My thoughts have focussed quite intently on this word ESSENTIAL over the last while. When lockdown closed in on all of us we were constantly reminded of what is essential and what is non-essential. As countries recover from the alleged waves of the pandemic, the lockdown severity is decreased in accordance with the essential nature of services.
(Some would consider that very debatable but that is another matter.)
Prior to the lockdown in South Africa, I was in hospital for surgery and had first hand experience to remind me of the vital role of medical staff. Whenever I heard about frontline staff I thought about the many traumatic sights and sounds I experienced during those eventful five days in hospital. A week after I was discharged the lockdown began. My admiration for medical service providers during my personal experience was reinforced in the context of the covid-19 pandemic.

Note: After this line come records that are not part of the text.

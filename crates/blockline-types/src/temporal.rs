use std::fmt;

use chrono::{DateTime, Utc};

/// Wall-clock instant at which an entry was created.
///
/// Entries carry their creation time as text. The layout is
/// `YYYY-MM-DD HH:MM:SS.fffffffff +0000 UTC`, always in UTC, so clients can
/// split date and time on the first space.
#[derive(Clone, Copy, PartialEq, Eq, PartialOrd, Ord, Hash)]
pub struct Timestamp(DateTime<Utc>);

impl Timestamp {
    const LAYOUT: &'static str = "%Y-%m-%d %H:%M:%S%.9f %z UTC";

    /// Capture the current wall-clock time.
    pub fn now() -> Self {
        Self(Utc::now())
    }

    /// Wrap an explicit instant.
    pub fn from_datetime(at: DateTime<Utc>) -> Self {
        Self(at)
    }

    /// Render in the ledger's text layout.
    pub fn to_ledger_string(&self) -> String {
        self.0.format(Self::LAYOUT).to_string()
    }
}

impl fmt::Debug for Timestamp {
    fn fmt(&self, f: &mut fmt::Formatter<'_>) -> fmt::Result {
        write!(f, "Timestamp({})", self.to_ledger_string())
    }
}

impl fmt::Display for Timestamp {
    fn fmt(&self, f: &mut fmt::Formatter<'_>) -> fmt::Result {
        f.write_str(&self.to_ledger_string())
    }
}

There was however a shadow side to all this admiration. I began to feel less and less “essential”. I could not save lives. I could not even cook a pot of food for myself let alone contribute to relief efforts struggling to cope with a hunger crisis resulting “from no, work no pay”. My non-essential existence was reinforced with every message that only essential services are required. Childhood experiences have tuned my psychic antenna to search for messages of worthlessness. These had become vital cues to my survival. Many people share those experiences and for those who don’t, there are sufficient messages from modern society fear-mongering us to question our worth. We spend a lifetime trying to prove that our existence matters. Most of that effort is to prove our worth to ourselves. We hope that our skills, money, status will save us from the doom of being worthless.